- _WORK REQUEST_
Go through the data below line by line. Give only the number of lines that contain "StaleReason".

Extracted records
◇ ◇ ◇

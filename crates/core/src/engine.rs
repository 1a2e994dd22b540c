//! Event-driven façade used by front-ends.
//!
//! The engine owns one [`GraphState`] and mutates it only in response to
//! discrete events: repository open/close, refresh results, and clicks.
//! Fetching history is the caller's business; the engine only sees the
//! finished batch, tagged with the [`RefreshTicket`] it handed out when the
//! fetch started.

use std::path::{Path, PathBuf};

use commit_graph_protocol::{BranchInfo, CommitRecord, Point, RenderCommand, SharedStr, Viewport};
use serde::{Deserialize, Serialize};

use crate::config::GraphConfig;
use crate::error::{GraphError, StaleReason};
use crate::layout::route_connectors;
use crate::model::{GraphState, Selection, SelectionEvent};
use crate::reconcile::{ReconcileReport, reconcile};
use crate::views::commit_graph::render_commit_graph;

/// Identifies one refresh request.
///
/// `epoch` changes whenever a repository is opened or closed, so results of
/// fetches started against an earlier repository are recognisable. `seq`
/// increases with every request.
#[derive(Debug, Clone, Copy, PartialEq, Eq, Serialize, Deserialize)]
pub struct RefreshTicket {
    pub epoch: u64,
    pub seq: u64,
}

#[derive(Debug, Default)]
pub struct GraphEngine {
    config: GraphConfig,
    repository: Option<PathBuf>,
    epoch: u64,
    issued: u64,
    applied: Option<u64>,
    state: GraphState,
    branches: Vec<BranchInfo>,
}

impl GraphEngine {
    pub fn new(config: GraphConfig) -> Self {
        Self {
            config,
            ..Self::default()
        }
    }

    pub fn config(&self) -> &GraphConfig {
        &self.config
    }

    pub fn state(&self) -> &GraphState {
        &self.state
    }

    pub fn repository(&self) -> Option<&Path> {
        self.repository.as_deref()
    }

    pub fn selection(&self) -> &Selection {
        self.state.selection()
    }

    /// Start showing a repository. Any previous repository is closed first.
    pub fn open_repository(&mut self, path: impl Into<PathBuf>) {
        if self.repository.is_some() {
            self.close_repository();
        }
        let path = path.into();
        tracing::info!(path = %path.display(), "repository opened");
        self.epoch += 1;
        self.repository = Some(path);
    }

    /// Drop the store, layout, branches and selection. Refreshes still in
    /// flight will be discarded when their results arrive.
    pub fn close_repository(&mut self) {
        if let Some(path) = self.repository.take() {
            tracing::info!(path = %path.display(), "repository closed");
        }
        self.epoch += 1;
        self.applied = None;
        self.state = GraphState::default();
        self.branches.clear();
    }

    /// Hand out a ticket for a fetch that is about to start.
    pub fn begin_refresh(&mut self) -> RefreshTicket {
        self.issued += 1;
        RefreshTicket {
            epoch: self.epoch,
            seq: self.issued,
        }
    }

    /// Apply the result of the fetch started with `ticket`.
    ///
    /// Results for a closed repository, or older than a result already
    /// applied, are dropped with [`GraphError::StaleRefreshDiscarded`] and
    /// leave the engine untouched. Otherwise the new state replaces the old
    /// one in a single step.
    pub fn on_refresh_result(
        &mut self,
        ticket: RefreshTicket,
        batch: Vec<CommitRecord>,
    ) -> Result<ReconcileReport, GraphError> {
        if self.repository.is_none() || ticket.epoch != self.epoch {
            return Err(self.discard(StaleReason::RepositoryClosed));
        }
        if let Some(applied) = self.applied
            && ticket.seq <= applied
        {
            return Err(self.discard(StaleReason::Superseded {
                applied,
                received: ticket.seq,
            }));
        }

        let (state, report) = reconcile(&self.state, batch);
        self.state = state;
        self.applied = Some(ticket.seq);
        Ok(report)
    }

    fn discard(&self, reason: StaleReason) -> GraphError {
        tracing::debug!(%reason, "dropping refresh result");
        GraphError::StaleRefreshDiscarded { reason }
    }

    /// Convenience for callers that fetch synchronously.
    pub fn refresh_with(
        &mut self,
        batch: Vec<CommitRecord>,
    ) -> Result<ReconcileReport, GraphError> {
        let ticket = self.begin_refresh();
        self.on_refresh_result(ticket, batch)
    }

    pub fn set_branches(&mut self, branches: Vec<BranchInfo>) {
        self.branches = branches;
    }

    pub fn branches(&self) -> &[BranchInfo] {
        &self.branches
    }

    pub fn head_branch(&self) -> Option<&str> {
        self.branches
            .iter()
            .find(|b| b.is_head)
            .map(|b| b.name.as_str())
    }

    /// Toggle selection of a commit.
    pub fn on_commit_click(&mut self, id: &str) -> Result<&Selection, GraphError> {
        self.state
            .apply_selection(SelectionEvent::Click(SharedStr::from(id)))?;
        Ok(self.state.selection())
    }

    pub fn dismiss_selection(&mut self) {
        let _ = self.state.apply_selection(SelectionEvent::Dismiss);
    }

    /// The laid-out commit whose row contains `point`, if any.
    pub fn commit_at(&self, point: Point) -> Option<SharedStr> {
        if point.x < 0.0 || point.y < 0.0 {
            return None;
        }
        let row = (point.y / self.config.row_height).floor() as usize;
        let commit = self.state.commits().get(row)?;
        self.state.lane(&commit.id).map(|_| commit.id.clone())
    }

    /// Click at a scene position. Positions that do not hit a commit leave
    /// the selection alone.
    pub fn on_click_at(&mut self, point: Point) -> Option<&Selection> {
        let id = self.commit_at(point)?;
        self.on_commit_click(&id).ok()
    }

    /// Project the current state into render commands for `viewport`.
    pub fn current_scene(&self, viewport: &Viewport) -> Vec<RenderCommand> {
        let connectors = route_connectors(&self.state, &self.config);
        render_commit_graph(
            &self.state,
            &connectors,
            &self.config,
            viewport,
            self.head_branch(),
        )
    }

    /// Height of the full scene in logical pixels.
    pub fn content_height(&self) -> f64 {
        self.state.len() as f64 * self.config.row_height
    }
}
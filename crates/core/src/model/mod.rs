pub mod graph;
pub mod selection;

pub use graph::GraphState;
pub use selection::{Selection, SelectionEvent};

◇ ◇ ◇

- _WRITTEN SOLUTION_
4